Displasia óssea origina baixa ou extrema estatura e alterações das dimensões ou formas de partes do corpo humano. Também pode ser designada por condição óssea rara. Estão atualmente identificados 771 tipos de displasia óssea, organizados por 41 grupos com base em critérios genéticos, fenotípicos (aspeto físico), radiológicos e bioquímicos. Embora sejam individualmente raras, têm uma incidência média de 1 caso a cada 5000 nascimentos. As pessoas com uma displasia óssea vivem desafios diários de mobilidade, com impacto significativo na sua vida diária pessoal e social e de “Acessibilidades” que são na realidade, inacessíveis.,
Tendo em conta a sua experiência profissional e académica, o seu envolvimento na representação de pessoas com doença rara e a jornada pessoal que se seguiu ao diagnóstico de acondroplasia de um dos seus filhos, poderia explicar os princípios ou crenças fundamentais que lhe são mais importantes e que considera serem o seu manifesto orientador?
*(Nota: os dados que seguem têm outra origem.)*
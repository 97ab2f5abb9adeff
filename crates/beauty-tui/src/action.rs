//! Action enum: the central message bus for the TUI.
//! Key presses and request results both flow through here.

use beauty_core::Msg;

/// Every possible action that can occur in the application.
#[derive(Debug, Clone)]
pub enum Action {
    // ── Global ──────────────────────────────────────────────
    /// Quit the application.
    Quit,
    /// Toggle help overlay.
    ToggleHelp,
    /// Toggle the settings overlay (store id).
    ToggleSettings,
    /// A tick event for animations and notice expiry.
    Tick,
    /// Leave the current stage and start over, or close an overlay.
    Back,

    // ── Navigation ──────────────────────────────────────────
    OpenChat,
    OpenInventory,
    OpenComparer,
    /// Ask for a recommendation from the questions stage.
    Recommend,

    // ── Text Input ───────────────────────────────────────────
    /// A character was typed (only sent when in input mode).
    CharInput(char),
    /// Backspace pressed (only sent when in input mode).
    BackspaceInput,
    /// Delete word (Ctrl+W).
    DeleteWord,
    /// Switch focus between input fields (Tab in input mode).
    SwitchInputField,
    /// Submit the focused form (Enter in input mode).
    SubmitForm,
    /// Clear the form without leaving the stage (Ctrl+L).
    ClearForm,
    /// Bulk paste from bracketed paste mode (terminal sends entire text at once).
    PasteBulk(String),

    // ── Scrolling / Selection ───────────────────────────────
    ScrollUp,
    ScrollDown,
    SelectPrev,
    SelectNext,
    PagePrev,
    PageNext,
    Confirm,

    // ── Requests ─────────────────────────────────────────────
    /// A request finished; apply its result to the session.
    Completed(Msg),
}

/// Whether the app is in a text-input mode where raw keys should
/// be forwarded to the active component instead of interpreted as
/// global shortcuts.
#[derive(Debug, Clone, Copy, PartialEq, Eq)]
pub enum InputMode {
    /// Normal mode: keys are global shortcuts.
    Normal,
    /// Text input mode: keys go to the focused text field.
    Editing,
}
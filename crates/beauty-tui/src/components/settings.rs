//! Settings overlay for the store id sent with chat, inventory and compare requests.

use ratatui::layout::{Constraint, Layout, Rect};
use ratatui::style::Style;
use ratatui::text::{Line, Span};
use ratatui::widgets::{Block, Borders, Clear, Paragraph};
use ratatui::Frame;

use beauty_core::session::{Edit, Field};
use beauty_core::{Msg, Session};

use crate::action::Action;
use crate::components::help::centered_rect;
use crate::components::input::{edit_msg, render_input};
use crate::components::Component;
use crate::theme::Theme;

pub struct SettingsComponent {
    pub visible: bool,
}

impl SettingsComponent {
    pub fn new() -> Self {
        Self { visible: false }
    }
}

impl Default for SettingsComponent {
    fn default() -> Self {
        Self::new()
    }
}

impl Component for SettingsComponent {
    fn handle_action(&mut self, action: &Action, _session: &Session) -> Option<Msg> {
        match action {
            Action::ToggleSettings => {
                self.visible = !self.visible;
                None
            }
            _ if !self.visible => None,
            Action::SubmitForm | Action::Back => {
                self.visible = false;
                None
            }
            Action::ClearForm => Some(Msg::Edit {
                field: Field::StoreId,
                edit: Edit::Clear,
            }),
            other => edit_msg(other, Field::StoreId),
        }
    }

    fn render(&self, frame: &mut Frame, area: Rect, session: &Session) {
        if !self.visible {
            return;
        }

        let dialog = centered_rect(area, 50, 8);
        frame.render_widget(Clear, dialog);

        let block = Block::default()
            .title(" Settings ")
            .title_style(Theme::title())
            .borders(Borders::ALL)
            .border_style(Style::default().fg(Theme::accent()));
        let inner = block.inner(dialog);
        frame.render_widget(block, dialog);

        let chunks = Layout::vertical([Constraint::Length(3), Constraint::Min(1)]).split(inner);
        render_input(
            frame,
            chunks[0],
            "Store ID",
            &session.store_id,
            "e.g. WH001",
            true,
        );
        frame.render_widget(
            Paragraph::new(vec![
                Line::from(Span::styled(
                    "Used for chat, inventory and compare.",
                    Theme::dim(),
                )),
                Line::from(vec![
                    Span::styled("[Enter/Esc]", Theme::key_hint()),
                    Span::styled(" close", Theme::dim()),
                ]),
            ]),
            chunks[1],
        );
    }
}
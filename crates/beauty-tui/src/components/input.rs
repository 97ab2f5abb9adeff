//! Single-line text inputs shared by the chat, inventory, comparer and settings views.

use ratatui::layout::Rect;
use ratatui::text::{Line, Span};
use ratatui::widgets::{Block, Borders, Paragraph};
use ratatui::Frame;

use beauty_core::session::{Edit, Field};
use beauty_core::Msg;

use crate::action::Action;
use crate::theme::Theme;

/// Translate a text-editing action into an edit of `field`.
pub fn edit_msg(action: &Action, field: Field) -> Option<Msg> {
    let edit = match action {
        Action::CharInput(c) => Edit::Insert(*c),
        Action::BackspaceInput => Edit::Backspace,
        Action::DeleteWord => Edit::DeleteWord,
        // Inputs are single-line; pasted newlines become spaces.
        Action::PasteBulk(text) => Edit::InsertStr(text.replace(['\r', '\n'], " ")),
        _ => return None,
    };
    Some(Msg::Edit { field, edit })
}

/// Draw a bordered input box. The focused box gets an accent border and a cursor.
pub fn render_input(
    frame: &mut Frame,
    area: Rect,
    title: &str,
    value: &str,
    placeholder: &str,
    focused: bool,
) {
    let border = if focused {
        Theme::focused_border()
    } else {
        Theme::border()
    };
    let block = Block::default()
        .title(format!(" {title} "))
        .title_style(if focused { Theme::title() } else { Theme::muted() })
        .borders(Borders::ALL)
        .border_style(border);

    let inner_width = area.width.saturating_sub(2) as usize;
    let line = if value.is_empty() {
        Line::from(Span::styled(placeholder.to_string(), Theme::dim()))
    } else {
        // Keep the tail visible when the text is wider than the box.
        let chars: Vec<char> = value.chars().collect();
        let start = chars.len().saturating_sub(inner_width.saturating_sub(1));
        let visible: String = chars[start..].iter().collect();
        Line::from(Span::styled(visible, Theme::normal()))
    };

    frame.render_widget(Paragraph::new(line).block(block), area);

    if focused {
        let shown = value.chars().count().min(inner_width.saturating_sub(1));
        frame.set_cursor_position((area.x + 1 + shown as u16, area.y + 1));
    }
}

#[cfg(test)]
mod tests {
    use super::*;

    #[test]
    fn typing_actions_become_edits() {
        let msg = edit_msg(&Action::CharInput('k'), Field::InventoryQuery);
        assert!(matches!(
            msg,
            Some(Msg::Edit { field: Field::InventoryQuery, edit: Edit::Insert('k') })
        ));
        assert!(edit_msg(&Action::Confirm, Field::InventoryQuery).is_none());
    }

    #[test]
    fn pasted_newlines_are_flattened() {
        let msg = edit_msg(&Action::PasteBulk("red\nmatte".into()), Field::ChatMessage);
        match msg {
            Some(Msg::Edit { edit: Edit::InsertStr(text), .. }) => assert_eq!(text, "red matte"),
            other => panic!("unexpected: {other:?}"),
        }
    }
}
Na realidade não. Representar um grupo de pessoas com experiências de vida relacionadas com uma displasia óssea foi uma decisão muito difícil e ponderada. Não gosto nada da maioria das redes sociais pela distorção da individualidade que se reduz a imagens idealmente bonitas e na necessidade de aparecer neste e naquele momento social como uma quase autoafirmação de valor. Mas infelizmente vivemos na Era das redes sociais e as organizações e entidades têm de mostrar o seu trabalho e projetos por aí. O que me levou a tomar a decisão de fundar a ANDO Portugal, a Associação Nacional de Displasias Óssea, foi a falta de informação, as dificuldades burocráticas e no acesso a cuidados de saúde diferenciados e perceber que tinha de agir pelas outras famílias, pelas outras crianças e adultos que existem no nosso país e que vivem com uma displasia óssea. A minha filha Clara não foi o motivador para a causa, foi sim o despertar para as necessidades. As pessoas foram o meu motivador.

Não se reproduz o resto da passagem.